Based on the experience in chronic neuropathic pain states, it would seem reasonable to
use tricyclic antidepressants and selective serotonin re‐uptake inhibitors in the
management of acute neuropathic pain (S).
To minimise adverse effects, particularly in elderly people, it is advisable to initiate
treatment with low doses (U).
4.3.4 Anticonvulsant drugs
Specific anticonvulsant agents used in the treatment of acute pain
Gabapentinoids (gabapentin/ pregabalin)
A number of meta‐analyses have shown that perioperative gabapentinoids improved analgesia
(at rest and with movement) and reduced postoperative opioid consumption, but increased
the incidence of sedation compared with placebo (Ho et al, 2006 Level I; Hurley et al, 2006 Level I;
Peng et al, 2007 Level I; Tiippana et al, 2007 Level I). Three of these meta‐analyses (Ho et al, 2006
Level I; Peng et al, 2007 Level I; Tiippana et al, 2007 Level I) also reported a decrease in vomiting
and pruritus; the NNT was 25 for nausea, 6 for vomiting and 7 for urinary retention (Tiippana et
al, 2007 Level I).
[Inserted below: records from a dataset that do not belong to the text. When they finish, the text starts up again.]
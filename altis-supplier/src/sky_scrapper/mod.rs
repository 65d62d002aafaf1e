//! Two-phase polling upstream (Sky Scrapper on RapidAPI).
//!
//! A search returns whatever itineraries are ready plus a session to poll for
//! more. The first non-empty page is the floor: later polls may replace it
//! with an equal or larger page but never with a smaller one.

mod mapping;

use altis_core::{
    Flight, FlightProvider, LegResult, LegSearch, ProviderId, SessionContext, SessionStatus,
};
use altis_store::app_config::SkyScrapperConfig;
use async_trait::async_trait;
use serde::Deserialize;
use serde_json::Value;
use std::sync::Arc;
use std::time::Duration;
use tokio::time::Instant;
use tokio_util::sync::CancellationToken;
use tracing::{debug, info, warn};

use crate::decode::{lenient_string, lenient_u32, null_as_default};
use crate::http::{HttpTransport, TransientClient, UpstreamError};
use crate::places::{PlaceResolver, ResolvedPlace};
use crate::retry::{with_retry, RetryPolicy};
use crate::{finish_leg, SupplierError};

const SEARCH_PATH: &str = "/api/v2/flights/searchFlights";
const POLL_PATH: &str = "/api/v2/flights/searchIncomplete";

#[derive(Debug, Deserialize, Default)]
#[serde(default)]
struct SearchEnvelope {
    status: Option<Value>,
    message: Option<Value>,
    #[serde(deserialize_with = "null_as_default")]
    data: SearchData,
}

#[derive(Debug, Deserialize, Default)]
#[serde(default)]
struct SearchData {
    #[serde(deserialize_with = "null_as_default")]
    context: RawContext,
    #[serde(deserialize_with = "null_as_default")]
    itineraries: Vec<Value>,
}

#[derive(Debug, Deserialize, Default)]
#[serde(default, rename_all = "camelCase")]
struct RawContext {
    #[serde(deserialize_with = "lenient_string")]
    status: Option<String>,
    #[serde(deserialize_with = "lenient_string")]
    session_id: Option<String>,
    #[serde(deserialize_with = "lenient_u32")]
    total_results: Option<u32>,
}

/// One decoded response page.
#[derive(Debug)]
struct SearchPage {
    context: SessionContext,
    itineraries: Vec<Value>,
}

impl SearchEnvelope {
    fn into_page(self) -> Result<SearchPage, UpstreamError> {
        // RapidAPI reports logical failures with HTTP 200 and `status: false`
        if self.status == Some(Value::Bool(false)) && self.data.itineraries.is_empty() {
            let message = match self.message {
                Some(Value::String(s)) => s,
                Some(other) => other.to_string(),
                None => "upstream reported an unsuccessful search".to_string(),
            };
            return Err(UpstreamError::Status { status: 200, message });
        }

        let context = self.data.context;
        let status = match context.status.as_deref() {
            Some(s) if s.eq_ignore_ascii_case("complete") => SessionStatus::Complete,
            // "incomplete" and anything unrecognized
            _ => SessionStatus::Pending,
        };
        debug!(
            status = ?status,
            itineraries = self.data.itineraries.len(),
            total_results = context.total_results,
            "Decoded search page"
        );
        Ok(SearchPage {
            context: SessionContext { session_id: context.session_id, status },
            itineraries: self.data.itineraries,
        })
    }
}

struct SkyScrapperApi {
    client: Arc<TransientClient>,
    places: PlaceResolver,
}

pub struct SkyScrapperProvider {
    api: Option<SkyScrapperApi>,
    config: SkyScrapperConfig,
}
The effects of gabapentin were not dose‐dependent in the range of 300 to
1200 mg. (Tiippana et al, 2007 Level I). After hysterectomy and spinal surgery specifically,
gabapentin improved pain relief and was opioid‐sparing, nausea was less in patients after CHAPTER 4
hysterectomy, and there was no difference in sedation (Mathiesen et al, 2007 Level I).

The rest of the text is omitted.